What appears from the first line of the records below through the line containing "pub fn new(db: DatabaseConnection)" must be reproduced verbatim.

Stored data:
_ _ _ _ _ _ _

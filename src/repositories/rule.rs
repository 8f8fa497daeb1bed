//! # Rule Repository
//!
//! Read access to creator rules plus the atomic lifetime counters. Rules are
//! authored elsewhere; nothing here creates or edits them.

use sea_orm::sea_query::Expr;
use sea_orm::{ColumnTrait, DatabaseConnection, EntityTrait, QueryFilter};
use uuid::Uuid;

use crate::error::ApiError;
use crate::models::rule::{Column, Entity, Model};
use crate::normalization::{Platform, TriggerKind};

/// Repository for rule database operations
pub struct RuleRepository {
    db: DatabaseConnection,
}

impl RuleRepository {
    /// Create a new RuleRepository with the given database connection
    pub fn new(db: DatabaseConnection) -> Self {
        Self { db }
    }

    /// Load the active rules a matching pass considers for one event shape.
    pub async fn active_for(
        &self,
        creator_id: Uuid,
        platform: Platform,
        trigger: TriggerKind,
    ) -> Result<Vec<Model>, ApiError> {
        Entity::find()
            .filter(Column::CreatorId.eq(creator_id))
            .filter(Column::Platform.eq(platform.as_str()))
            .filter(Column::TriggerType.eq(trigger.as_str()))
            .filter(Column::IsActive.eq(true))
            .all(&self.db)
            .await
            .map_err(|e| {
                tracing::error!(creator_id = %creator_id, error = %e, "Failed to load active rules");
                ApiError::from(e)
            })
    }

    /// Find a rule by ID.
    pub async fn find_by_id(&self, rule_id: Uuid) -> Result<Option<Model>, ApiError> {
        Entity::find_by_id(rule_id)
            .one(&self.db)
            .await
            .map_err(|e| {
                tracing::error!(rule_id = %rule_id, error = %e, "Failed to load rule");
                ApiError::from(e)
            })
    }

    /// Bump `total_sent` in place. Never read-modify-write: concurrent
    /// deliveries for the same rule must not lose updates.
    pub async fn increment_sent(&self, rule_id: Uuid) -> Result<(), ApiError> {
        Entity::update_many()
            .col_expr(Column::TotalSent, Expr::col(Column::TotalSent).add(1))
            .filter(Column::Id.eq(rule_id))
            .exec(&self.db)
            .await
            .map_err(|e| {
                tracing::error!(rule_id = %rule_id, error = %e, "Failed to increment total_sent");
                ApiError::from(e)
            })?;

        Ok(())
    }

    /// Bump `total_failed` in place.
    pub async fn increment_failed(&self, rule_id: Uuid) -> Result<(), ApiError> {
        Entity::update_many()
            .col_expr(Column::TotalFailed, Expr::col(Column::TotalFailed).add(1))
            .filter(Column::Id.eq(rule_id))
            .exec(&self.db)
            .await
            .map_err(|e| {
                tracing::error!(rule_id = %rule_id, error = %e, "Failed to increment total_failed");
                ApiError::from(e)
            })?;

        Ok(())
    }
}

_ _ _ _ _ _ _

Exercise answer:
filename src/repositories/rule.rs
repository 8f8fa497daeb1bed
//! # Rule Repository
//!
//! Read access to creator rules plus the atomic lifetime counters. Rules are
//! authored elsewhere; nothing here creates or edits them.

use sea_orm::sea_query::Expr;
use sea_orm::{ColumnTrait, DatabaseConnection, EntityTrait, QueryFilter};
use uuid::Uuid;

use crate::error::ApiError;
use crate::models::rule::{Column, Entity, Model};
use crate::normalization::{Platform, TriggerKind};

/// Repository for rule database operations
pub struct RuleRepository {
    db: DatabaseConnection,
}

impl RuleRepository {
    /// Create a new RuleRepository with the given database connection
    pub fn new(db: DatabaseConnection) -> Self {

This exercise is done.